This is my first year successfully growing chayote squash and I’m thrilled to have them finally making their way into the kitchen.
I think it’s quite unfortunate that they’re called “squash,” since they taste nothing like a squash. Chayote taste more like a crisp cucumber mixed with a hint of pear and fresh green beans. Juicy and refreshing – more like eating a mild fruit than eating any other squash.
This is understandable, since they’re in the same family as melons and cucumbers. Some have called chayote squash “vegetable pears,” which isn’t a bad nickname. They’d certainly fit much better in a fruit salad than zucchini would.

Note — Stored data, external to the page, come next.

// SPDX-License-Identifier: MIT

//! Action contract consumed by jobs
//!
//! An action declares the parameters it accepts and the fields its
//! response exposes, and can be invoked with resolved arguments.

mod registry;

pub use registry::ActionRegistry;
pub(crate) use registry::validate_contract;

use async_trait::async_trait;
use indexmap::IndexMap;
use serde::{Deserialize, Serialize};
use serde_json::{Map, Value};
use std::fmt;

use crate::error::ActionError;

/// Resolved arguments passed to an action, keyed by parameter name
pub type Arguments = IndexMap<String, Value>;

/// Trait for invocable units of work.
///
/// `parameters()` and `response_fields()` return slices so implementations
/// can keep their declarations in struct fields or statics.
#[async_trait]
pub trait Action: Send + Sync {
    /// Identifier the action is registered under
    fn name(&self) -> &str;

    /// Declared input parameters
    fn parameters(&self) -> &[Parameter];

    /// Declared response fields
    fn response_fields(&self) -> &[Field];

    /// Run the action with resolved arguments
    async fn invoke(&self, arguments: Arguments) -> Result<Response, ActionError>;

    /// Look up a declared parameter by name
    fn parameter(&self, name: &str) -> Option<&Parameter> {
        self.parameters().iter().find(|p| p.name == name)
    }

    /// Look up a declared response field by name
    fn response_field(&self, name: &str) -> Option<&Field> {
        self.response_fields().iter().find(|f| f.name == name)
    }
}

/// Value types understood by parameter and field declarations
#[derive(Debug, Clone, Copy, Deserialize, Serialize, Default, PartialEq, Eq)]
#[serde(rename_all = "lowercase")]
pub enum ParamType {
    #[default]
    Any,
    String,
    Number,
    Integer,
    Boolean,
    Array,
    Object,
}

impl ParamType {
    /// Check whether a concrete value fits this type
    pub fn matches(&self, value: &Value) -> bool {
        match self {
            ParamType::Any => true,
            ParamType::String => value.is_string(),
            ParamType::Number => value.is_number(),
            ParamType::Integer => value.is_i64() || value.is_u64(),
            ParamType::Boolean => value.is_boolean(),
            ParamType::Array => value.is_array(),
            ParamType::Object => value.is_object(),
        }
    }

    /// Check whether values of `other` can always be used where `self` is expected
    pub fn accepts(&self, other: &ParamType) -> bool {
        match (self, other) {
            (ParamType::Any, _) | (_, ParamType::Any) => true,
            (ParamType::Number, ParamType::Integer) => true,
            (a, b) => a == b,
        }
    }

    /// Name of the JSON type of a value, for diagnostics
    pub fn describe(value: &Value) -> &'static str {
        match value {
            Value::Null => "null",
            Value::Bool(_) => "boolean",
            Value::Number(n) if n.is_f64() => "number",
            Value::Number(_) => "integer",
            Value::String(_) => "string",
            Value::Array(_) => "array",
            Value::Object(_) => "object",
        }
    }
}

impl fmt::Display for ParamType {
    fn fmt(&self, f: &mut fmt::Formatter<'_>) -> fmt::Result {
        let name = match self {
            ParamType::Any => "any",
            ParamType::String => "string",
            ParamType::Number => "number",
            ParamType::Integer => "integer",
            ParamType::Boolean => "boolean",
            ParamType::Array => "array",
            ParamType::Object => "object",
        };
        write!(f, "{}", name)
    }
}

/// A declared input parameter
#[derive(Debug, Clone, Deserialize, Serialize, PartialEq, Eq)]
pub struct Parameter {
    pub name: String,
    #[serde(rename = "type", default)]
    pub param_type: ParamType,
    #[serde(default = "default_required")]
    pub required: bool,
}

fn default_required() -> bool {
    true
}

impl Parameter {
    pub fn required(name: impl Into<String>, param_type: ParamType) -> Self {
        Self {
            name: name.into(),
            param_type,
            required: true,
        }
    }

    pub fn optional(name: impl Into<String>, param_type: ParamType) -> Self {
        Self {
            name: name.into(),
            param_type,
            required: false,
        }
    }
}

/// A declared response field
#[derive(Debug, Clone, Deserialize, Serialize, PartialEq, Eq)]
pub struct Field {
    pub name: String,
    #[serde(rename = "type", default)]
    pub field_type: ParamType,
}

impl Field {
    pub fn new(name: impl Into<String>, field_type: ParamType) -> Self {
        Self {
            name: name.into(),
            field_type,
        }
    }
}

/// Named output fields produced by an action
#[derive(Debug, Clone, Default, PartialEq, Serialize, Deserialize)]
#[serde(transparent)]
pub struct Response {
    fields: IndexMap<String, Value>,
}

impl Response {
    pub fn new() -> Self {
        Self::default()
    }

    /// Builder-style field insertion
    pub fn with(mut self, key: impl Into<String>, value: impl Into<Value>) -> Self {
        self.fields.insert(key.into(), value.into());
        self
    }

    pub fn insert(&mut self, key: impl Into<String>, value: impl Into<Value>) {
        self.fields.insert(key.into(), value.into());
    }

    pub fn get(&self, key: &str) -> Option<&Value> {
        self.fields.get(key)
    }

    pub fn contains(&self, key: &str) -> bool {
        self.fields.contains_key(key)
    }

    pub fn keys(&self) -> impl Iterator<Item = &String> {
        self.fields.keys()
    }

    pub fn len(&self) -> usize {
        self.fields.len()
    }

    pub fn is_empty(&self) -> bool {
        self.fields.is_empty()
    }

    /// The whole response as a JSON object
    pub fn to_value(&self) -> Value {
        Value::Object(
            self.fields
                .iter()
                .map(|(k, v)| (k.clone(), v.clone()))
                .collect::<Map<String, Value>>(),
        )
    }
}

impl<K: Into<String>, V: Into<Value>> FromIterator<(K, V)> for Response {
    fn from_iter<I: IntoIterator<Item = (K, V)>>(iter: I) -> Self {
        Self {
            fields: iter
                .into_iter()
                .map(|(k, v)| (k.into(), v.into()))
                .collect(),
        }
    }
}

impl From<Map<String, Value>> for Response {
    fn from(map: Map<String, Value>) -> Self {
        map.into_iter().collect()
    }
}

Growing chayote isn’t hard if you have a long enough warm season (I’ve read 150 days). I planted mine in March at the base of a pomegranate tree off the back porch.
They’ve now eaten the tree.
This is fine, because by the time they climbed over the top of that pomegranate, I already knew it wasn’t going to produce fruit this year. The blooms had dropped, so I went “forget it! Thou art a chayote trellis, non-bearing knave!”
Rachel is coming up with chayote recipe ideas already and we’ve only harvested two thus far.
More are coming, though:
Unlike their squash cousins, chayote don’t produce seeds. Instead, they entire fruit surrounds a single embryo in the middle. To grow a new vine, you need to plant the fruit itself. I buried mine half-way in the ground and they did fine.
These chayote originally came from my friend Joe Pierce of cob oven fame. Since frost will take a chayote squash vine to the ground, he puts some of the final fruits of fall on the porch and lets them sit until spring when they can be planted out again. They’ll grow big crazy vines right out of the end of the fruit… very strange.
Speaking of Joe, when I was filming the cob oven video, he also did a quick demonstration of a homemade pump drill / bow drill firestarter – I just posted the video on my channel a couple of days ago:
Back to chayote.
Growing chayote squash as a perennial is possible in warmer areas of the state, and may even be possible up here in North Florida; however, this is my first year of successful chayote growing so I’m not sure if the vines will come back or not. They don’t start setting fruit until the fall, so if you live too far north (say, past Georgia) it may be impossible to get a good yield. (Let me know if you’ve heard differently or if you have luck – I always love to hear gardening stories.)
Mother Earth News did a good article on chayote a few decades back and the link is here. Lots more info worth checking out. It has the potential to be a remarkably productive plant – I’ve heard of folks around here getting close to a hundred fruits and having the vines climb way up into the oaks.
Though I’ll bet I’m the only one growing them on a pomegranate tree.